The government followed through on their plans to invoke closure on the assisted dying bill yesterday, and with the support of the Bloc, they had final debate and a vote, which passed, sending the amended bill back to the Senate. (The NDP, incidentally, voted against it simply because they refuse to recognise the legitimacy of the Senate). Because the government only accepted a couple of the Senate amendments, and modified others, it will require another vote in the Other Place, but it is most likely that they will allow the bill to pass in time for the court-imposed deadline.

There have been a lot of disingenuous comments about this bill.

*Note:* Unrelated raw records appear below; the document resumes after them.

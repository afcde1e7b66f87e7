//! Report processor: the retry/stall engine.
//!
//! One cursor per in-flight file, at most one file being parsed at a time.
//! A file that keeps growing is re-parsed on a fixed interval, resuming at
//! the unit count the parser reported last time; a file that stops growing
//! for too many attempts is force-closed and abandoned. Per-file event
//! ordering follows from the single-cursor discipline: a file is never
//! interleaved with parsing of another file.

use crate::queue::{NotificationReceiver, Poll, ReportNotification};
use reportflow_protocol::{FormatParser, ParseOutcome, ReportKind, ReportSink};
use std::collections::{BTreeMap, BTreeSet};
use std::path::PathBuf;
use std::sync::atomic::{AtomicBool, Ordering};
use std::sync::Arc;
use std::time::Duration;
use tracing::{debug, error, warn};

/// Factory resolving a report kind to its parser; invoked at most once per
/// kind per run. A plain lookup table, injected so embedders can swap
/// grammars without touching the pipeline.
pub type ParserRegistry = Box<dyn FnMut(ReportKind) -> Option<Box<dyn FormatParser>> + Send>;

/// Knobs the processor runs with, lifted out of [`crate::PipelineConfig`].
#[derive(Debug, Clone)]
pub struct ProcessorSettings {
    pub verbose: bool,
    pub retry_interval: Duration,
    pub poll_timeout: Duration,
    pub stale_attempt_ceiling: u32,
}

/// Progress state for the one file currently being parsed.
///
/// `processed_units` is monotonically non-decreasing across attempts; the
/// cursor lives until the parser reports terminal completion or the file is
/// abandoned, and the file is never revisited after that.
struct ReportCursor {
    file: PathBuf,
    kind: ReportKind,
    processed_units: u64,
    last_size: u64,
    stale_attempts: u32,
}

/// What the run produced, surfaced to the embedding build.
#[derive(Debug, Default)]
pub struct ProcessorOutcome {
    pub processed: Vec<ReportKind>,
    pub failed: Vec<ReportKind>,
}

impl ProcessorOutcome {
    pub fn success(&self) -> bool {
        self.failed.is_empty()
    }
}
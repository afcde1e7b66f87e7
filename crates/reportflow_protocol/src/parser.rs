//! The pluggable format-parser contract.

use crate::sink::SinkError;
use std::io;
use std::path::{Path, PathBuf};
use thiserror::Error;

/// What one parse attempt achieved.
#[derive(Debug, Clone, Copy, PartialEq, Eq)]
pub enum ParseOutcome {
    /// The document is not structurally closed yet. The value is the new
    /// total of processed units, `>=` the count passed in; equal means the
    /// file grew (or stalled) mid-unit and nothing new was parseable.
    Progress(u64),
    /// The document's root closing construct has been fully seen. The file
    /// is done and will never be offered to the parser again.
    Terminal,
}

#[derive(Debug, Error)]
pub enum ParseError {
    #[error("failed to read {}: {source}", path.display())]
    Io {
        path: PathBuf,
        #[source]
        source: io::Error,
    },
    #[error("sink rejected event: {0}")]
    Sink(#[from] SinkError),
}

impl ParseError {
    pub fn io(path: &Path, source: io::Error) -> Self {
        ParseError::Io {
            path: path.to_path_buf(),
            source,
        }
    }
}

pub type ParseResult = Result<ParseOutcome, ParseError>;

/// One implementation per report grammar.
///
/// The processor invokes `parse` repeatedly against the same (growing) file,
/// passing back the unit count from the previous attempt. Implementations may
/// re-read the whole file but must never re-emit a unit already counted.
/// Parsers are driven from a single thread and are never given a second file
/// before the current one reached [`ParseOutcome::Terminal`] or was abandoned.
pub trait FormatParser: Send {
    /// Parse the unconsumed tail of `file`, emitting lifecycle events to the
    /// sink as a side effect.
    fn parse(&mut self, file: &Path, already_processed: u64) -> ParseResult;

    /// Force closure of any currently-open suite/test so the sink's
    /// "every started unit is eventually finished" invariant holds even when
    /// the source file is truncated forever. Best effort; sink errors during
    /// forced closure are swallowed.
    fn abnormal_end(&mut self);

    /// Final human-readable summary for one fully-processed file.
    fn log_report_totals(&mut self, file: &Path, verbose: bool);

    /// Aggregate summary across all files of this kind processed this run.
    fn log_parsing_totals(&mut self, verbose: bool);
}
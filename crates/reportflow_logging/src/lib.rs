//! Shared logging setup for reportflow binaries.
//!
//! The lifecycle event stream goes to the injected `ReportSink`; everything
//! here concerns the operator-facing diagnostic log only.

use anyhow::{Context, Result};
use std::fs::{self, File, OpenOptions};
use std::io::{self, Write};
use std::path::PathBuf;
use std::sync::{Arc, Mutex};
use tracing_subscriber::{layer::SubscriberExt, util::SubscriberInitExt, EnvFilter, Layer};

const DEFAULT_LOG_FILTER: &str = "reportflow=info,reportflow_parsers=info";
const MAX_ROTATED_FILES: usize = 3;
const MAX_LOG_FILE_SIZE: u64 = 5 * 1024 * 1024;

/// Logging configuration for a reportflow binary.
pub struct LogConfig<'a> {
    pub app_name: &'a str,
    pub verbose: bool,
}

/// Initialize tracing with a size-rotated file writer plus stderr output.
pub fn init_logging(config: LogConfig<'_>) -> Result<()> {
    let log_dir = ensure_logs_dir().context("failed to create log directory")?;
    let file_writer =
        RotatingWriter::open(log_dir, config.app_name).context("failed to open log file")?;

    let file_filter =
        EnvFilter::try_from_default_env().unwrap_or_else(|_| EnvFilter::new(DEFAULT_LOG_FILTER));
    let console_filter = if config.verbose {
        file_filter.to_string()
    } else {
        "warn".to_string()
    };

    tracing_subscriber::registry()
        .with(
            tracing_subscriber::fmt::layer()
                .with_writer(file_writer)
                .with_ansi(false)
                .with_filter(file_filter),
        )
        .with(
            tracing_subscriber::fmt::layer()
                .with_writer(io::stderr)
                .with_filter(EnvFilter::new(console_filter)),
        )
        .init();

    Ok(())
}

/// The reportflow home directory: `~/.reportflow`, or `$REPORTFLOW_HOME`.
pub fn reportflow_home() -> PathBuf {
    if let Ok(override_path) = std::env::var("REPORTFLOW_HOME") {
        return PathBuf::from(override_path);
    }
    dirs::home_dir()
        .unwrap_or_else(|| PathBuf::from("."))
        .join(".reportflow")
}

pub fn logs_dir() -> PathBuf {
    reportflow_home().join("logs")
}

fn ensure_logs_dir() -> Result<PathBuf> {
    let logs = logs_dir();
    fs::create_dir_all(&logs)
        .with_context(|| format!("failed to create logs directory: {}", logs.display()))?;
    Ok(logs)
}

struct RotatingState {
    dir: PathBuf,
    base: String,
    file: File,
    written: u64,
}

impl RotatingState {
    fn current_path(dir: &PathBuf, base: &str) -> PathBuf {
        dir.join(format!("{base}.log"))
    }

    fn rotated_path(&self, index: usize) -> PathBuf {
        self.dir.join(format!("{}.log.{}", self.base, index))
    }

    fn rotate(&mut self) -> io::Result<()> {
        let _ = self.file.flush();

        let oldest = self.rotated_path(MAX_ROTATED_FILES);
        if oldest.exists() {
            fs::remove_file(&oldest)?;
        }
        for idx in (1..MAX_ROTATED_FILES).rev() {
            let src = self.rotated_path(idx);
            if src.exists() {
                fs::rename(&src, self.rotated_path(idx + 1))?;
            }
        }
        let current = Self::current_path(&self.dir, &self.base);
        if current.exists() {
            fs::rename(&current, self.rotated_path(1))?;
        }

        self.file = OpenOptions::new().create(true).append(true).open(&current)?;
        self.written = 0;
        Ok(())
    }

    fn write(&mut self, buf: &[u8]) -> io::Result<usize> {
        if self.written + buf.len() as u64 > MAX_LOG_FILE_SIZE {
            self.rotate()?;
        }
        let bytes = self.file.write(buf)?;
        self.written += bytes as u64;
        Ok(bytes)
    }
}

/// Size-rotated log writer shared across tracing's worker contexts.
#[derive(Clone)]
pub struct RotatingWriter {
    inner: Arc<Mutex<RotatingState>>,
}

impl RotatingWriter {
    fn open(dir: PathBuf, base: &str) -> Result<Self> {
        let base: String = base
            .chars()
            .map(|ch| {
                if ch.is_ascii_alphanumeric() || ch == '-' || ch == '_' {
                    ch
                } else {
                    '_'
                }
            })
            .collect();
        let path = RotatingState::current_path(&dir, &base);
        let file = OpenOptions::new()
            .create(true)
            .append(true)
            .open(&path)
            .with_context(|| format!("failed to open {}", path.display()))?;
        let written = file.metadata().map(|m| m.len()).unwrap_or(0);
        Ok(Self {
            inner: Arc::new(Mutex::new(RotatingState {
                dir,
                base,
                file,
                written,
            })),
        })
    }
}

impl Write for RotatingWriter {
    fn write(&mut self, buf: &[u8]) -> io::Result<usize> {
        let mut state = self
            .inner
            .lock()
            .map_err(|_| io::Error::new(io::ErrorKind::Other, "log writer lock poisoned"))?;
        state.write(buf)
    }

    fn flush(&mut self) -> io::Result<()> {
        let mut state = self
            .inner
            .lock()
            .map_err(|_| io::Error::new(io::ErrorKind::Other, "log writer lock poisoned"))?;
        state.file.flush()
    }
}

impl<'a> tracing_subscriber::fmt::MakeWriter<'a> for RotatingWriter {
    type Writer = RotatingWriter;

    fn make_writer(&'a self) -> Self::Writer {
        self.clone()
    }
}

Certain disability advocates have insisted that this makes it easy to kill them, which it doesn’t, and these advocates ignore that other people with disabilities have requested assisted dying and won in the courts – which is why this bill exists. Many of those advocates are trying to re-litigate the case they lost at the Supreme Court that allowed for the assisted dying regime to be created in the first place, which isn’t going to happen – that decision was unanimous and the Court is not going to revisit it. As well, one of these amendments puts a two-year time limit on the mental health exclusion so that more guidelines can be developed. That exclusion is almost certainly unconstitutional, and the government knows it – but again, there is a cadre of disingenuous commentary, including from some MPs, that this would allow anyone with depression access to assisted dying, which is unlikely in the extreme, and more to the point, it conflates other mental illnesses with depression, and it stigmatises mental illness by excluding it, effectively undoing years of trying to treat mental illness like any other illness.

When I tweeted about this last night, I got a lot of pushback from a certain segment that coalesced around the narrative that the government would not provide supports for people with mental illness but would let them kill themselves; and furthermore, they tried to further say that the government that voted against pharamcare was doing this. There is a lot to unpack in those statements, but there are a few things to remember. One of them is that most disability supports, as well as treatment for mental health, are both in provincial jurisdiction, so the federal government can’t offer more supports for them. Hell, they can’t even simply send $2000 per month to people with disabilities – as the NDP are demanding – because they don’t exactly have a national database of people with disabilities (and they had a hard-enough time kludging together a special pandemic payment through use of the flawed disability tax credit). They do have jurisdiction over the Criminal Code, which is what this legislation covers.

As for the pharmacare bill, we’ve already covered repeatedly that it was unconstitutional and unworkable, and would not have created pharmacare, as the NDP claimed (while the government is already at work implementing the Hoskins Report). But as we’ve seen here, they sold a bill of goods to these people, and gave them false hope as to what they were doing. They lied to vulnerable Canadians to score cheap political points. The sheer immorality of that choice is utterly shameful, but this appears to be what the party has reduced itself to. I sometimes wonder how their brain trust sleeps at night.